In het laatje ligt een boekje. Het is een album? Een plakboek? Een……
Wat is een album, plakboek……
De leerkracht schrijft het op de flap, zodat de kinderen mee kunnen kijken.
Luisterhouding
Materialen
 Handleiding ‘Fonemisch en fonologisch bewustzijn’ (LS3)
Doel
o De leerlingen kunnen woorden nazeggen die worden gefluisterd.
o De leerlingen kunnen zinnen nazeggen die worden gefluisterd.
o De leerlingen kunnen opdrachten uitvoeren die worden gefluisterd.
Inhoud activiteit
Zie handleiding ‘Fonemisch en fonologisch bewustzijn’ blz. 41.

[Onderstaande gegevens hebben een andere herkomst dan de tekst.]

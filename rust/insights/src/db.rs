//! PostgreSQL pools and row fetching for the internal store and warehouses.

use crate::{
    sql::{BindParam, Dialect, Statement},
    store::{RawRow, StoreError},
};
use anyhow::{Context, Result};
use async_trait::async_trait;
use bb8::{ManageConnection, Pool, RunError};
use diesel::deserialize::QueryableByName;
use diesel::pg::Pg;
use diesel::query_builder::{BoxedSqlQuery, SqlQuery};
use diesel::sql_query;
use diesel::sql_types::Text;
use diesel_async::{AsyncPgConnection, RunQueryDsl, SimpleAsyncConnection};
use rustls::pki_types::{CertificateDer, PrivateKeyDer};
use rustls::{ClientConfig, RootCertStore};
use rustls_pemfile::certs;
use std::fs::File;
use std::io::BufReader;
use tokio_postgres::{Config as PgConfig, NoTls};
use tokio_postgres_rustls::MakeRustlsConnect;
use tracing::{debug, error};

pub type PgPool = Pool<PgConnectionManager>;

/// Optional `PGSSL*` material shared by every Postgres pool.
#[derive(Debug, Clone, Default)]
pub struct PgTlsSettings {
    pub root_cert: Option<String>,
    pub client_cert: Option<String>,
    pub client_key: Option<String>,
}

/// Builds a pool without opening a connection; the first query connects.
pub fn lazy_pool(database_url: &str, max_size: u32, tls: &PgTlsSettings) -> Result<PgPool> {
    let manager = PgConnectionManager::new(
        database_url,
        tls.root_cert.as_deref(),
        tls.client_cert.as_deref(),
        tls.client_key.as_deref(),
    )?;
    Ok(Pool::builder()
        .max_size(max_size.max(1))
        .build_unchecked(manager))
}

#[derive(Debug, QueryableByName)]
struct JsonRow {
    #[diesel(sql_type = Text)]
    payload: String,
}

/// Runs a statement and returns each row as a column-name map. The statement
/// is wrapped in `row_to_json` so arbitrary result shapes decode through one
/// text column.
pub async fn fetch_json_rows(
    pool: &PgPool,
    statement: &Statement,
) -> std::result::Result<Vec<RawRow>, StoreError> {
    let mut conn = pool.get().await.map_err(|err| {
        error!(error = ?err, "failed to acquire warehouse connection");
        checkout_error(err)
    })?;

    let sql = format!(
        "SELECT row_to_json(t)::text AS payload FROM ({}) AS t",
        Dialect::Postgres.render_placeholders(&statement.sql)
    );
    let mut query = sql_query(sql).into_boxed::<Pg>();
    for param in &statement.params {
        query = apply_bind(query, param);
    }

    let rows: Vec<JsonRow> = query
        .load(&mut *conn)
        .await
        .map_err(|err| StoreError::Execution(err.into()))?;
    debug!(rows = rows.len(), "postgres statement returned");

    rows.into_iter()
        .map(|row| {
            serde_json::from_str::<RawRow>(&row.payload)
                .map_err(|err| StoreError::Execution(anyhow::anyhow!("invalid row payload: {err}")))
        })
        .collect()
}

fn checkout_error(err: RunError<anyhow::Error>) -> StoreError {
    StoreError::Unavailable(match err {
        RunError::User(source) => format!("{source:#}"),
        RunError::TimedOut => "timed out waiting for a connection".to_string(),
    })
}

fn apply_bind<'a>(
    query: BoxedSqlQuery<'a, Pg, SqlQuery>,
    param: &BindParam,
) -> BoxedSqlQuery<'a, Pg, SqlQuery> {
    use diesel::sql_types::{Bool, Float8, Int8};
    match param {
        BindParam::Text(value) => query.bind::<Text, _>(value.clone()),
        BindParam::Int(value) => query.bind::<Int8, _>(*value),
        BindParam::Float(value) => query.bind::<Float8, _>(*value),
        BindParam::Bool(value) => query.bind::<Bool, _>(*value),
    }
}

#[derive(Clone)]
pub struct PgConnectionManager {
    config: PgConfig,
    tls: PgTls,
}

#[derive(Clone)]
enum PgTls {
    None,
    Rustls(MakeRustlsConnect),
}

impl PgConnectionManager {
    fn new(
        database_url: &str,
        root_cert: Option<&str>,
        client_cert: Option<&str>,
        client_key: Option<&str>,
    ) -> Result<Self> {
        let config = database_url
            .parse::<PgConfig>()
            .context("invalid postgres connection string")?;
        let tls = if let Some(path) = root_cert {
            PgTls::Rustls(build_tls_connector(path, client_cert, client_key)?)
        } else {
            PgTls::None
        };
        Ok(Self { config, tls })
    }
}

#[async_trait]
impl ManageConnection for PgConnectionManager {
    type Connection = AsyncPgConnection;
    type Error = anyhow::Error;

    async fn connect(&self) -> Result<Self::Connection, Self::Error> {
        let config = self.config.clone();
        match &self.tls {
            PgTls::None => {
                let (client, connection) = config.connect(NoTls).await?;
                AsyncPgConnection::try_from_client_and_connection(client, connection)
                    .await
                    .map_err(|err| anyhow::anyhow!(err))
            }
            PgTls::Rustls(connector) => {
                let (client, connection) = config.connect(connector.clone()).await?;
                AsyncPgConnection::try_from_client_and_connection(client, connection)
                    .await
                    .map_err(|err| anyhow::anyhow!(err))
            }
        }
    }

    async fn is_valid(&self, conn: &mut Self::Connection) -> Result<(), Self::Error> {
        conn.batch_execute("SELECT 1").await?;
        Ok(())
    }

    fn has_broken(&self, _: &mut Self::Connection) -> bool {
        false
    }
}

fn build_tls_connector(
    root_cert: &str,
    client_cert: Option<&str>,
    client_key: Option<&str>,
) -> Result<MakeRustlsConnect> {
    let mut reader = BufReader::new(File::open(root_cert).context("failed to open PGSSLROOTCERT")?);
    let mut root_store = RootCertStore::empty();
    for cert in certs(&mut reader) {
        let cert = cert.context("failed to parse PGSSLROOTCERT")?;
        root_store
            .add(cert)
            .map_err(|_| anyhow::anyhow!("invalid certificate in PGSSLROOTCERT"))?;
    }

    let builder = ClientConfig::builder().with_root_certificates(root_store);
    let config = match (client_cert, client_key) {
        (None, None) => builder.with_no_client_auth(),
        (Some(cert), Some(key)) => builder
            .with_client_auth_cert(load_client_certs(cert)?, load_client_key(key)?)
            .with_context(|| format!("failed to build client TLS config for {root_cert}"))?,
        _ => anyhow::bail!("PGSSLCERT and PGSSLKEY must both be set (or neither)"),
    };

    Ok(MakeRustlsConnect::new(config))
}

fn load_client_certs(path: &str) -> Result<Vec<CertificateDer<'static>>> {
    let mut reader = BufReader::new(
        File::open(path).with_context(|| format!("failed to open PGSSLCERT file '{path}'"))?,
    );

    let chain = certs(&mut reader)
        .collect::<std::result::Result<Vec<_>, _>>()
        .context("failed to parse PGSSLCERT")?;
    if chain.is_empty() {
        anyhow::bail!("PGSSLCERT contained no certificates");
    }

    Ok(chain)
}

fn load_client_key(path: &str) -> Result<PrivateKeyDer<'static>> {
    let mut reader = BufReader::new(
        File::open(path).with_context(|| format!("failed to open PGSSLKEY file '{path}'"))?,
    );

    rustls_pemfile::private_key(&mut reader)
        .context("failed to parse PGSSLKEY")?
        .context("PGSSLKEY contained no private keys")
}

De leerkracht fluistert een leerling een woord in het oor en de leerling herhaalt dit woord. Om het
moeilijker te maken kan de leerling het woord in het oor fluisteren van een andere leerling, die op zijn
beurt het woord hardop herhaalt.
Ditzelfde met zinnen.
Als afsluiting fluistert de leerkracht een opdracht in het oor van de leerling, die hij op zijn beurt
uitvoert.
Verwerking
De leerlingen kunnen deze opdrachten in twee-, drie- of viertallen zelfstandig uitvoeren tijdens de
werkles.
Luisterhouding
Materialen
 Handleiding ‘Fonemisch en fonologisch bewustzijn’ (LS5)
 Boek ‘Feestkriebels’ van Carry Slee
Doel
o De leerlingen onderscheiden auditief een of meer trefwoorden in een reeks woorden of zinnen.
Inhoud activiteit
Zie handleiding ‘Fonemisch en fonologisch bewustzijn’ blz. 47.
Spreek met de kinderen een woord af waar ze tijdens het voorlezen op mogen / moeten reageren.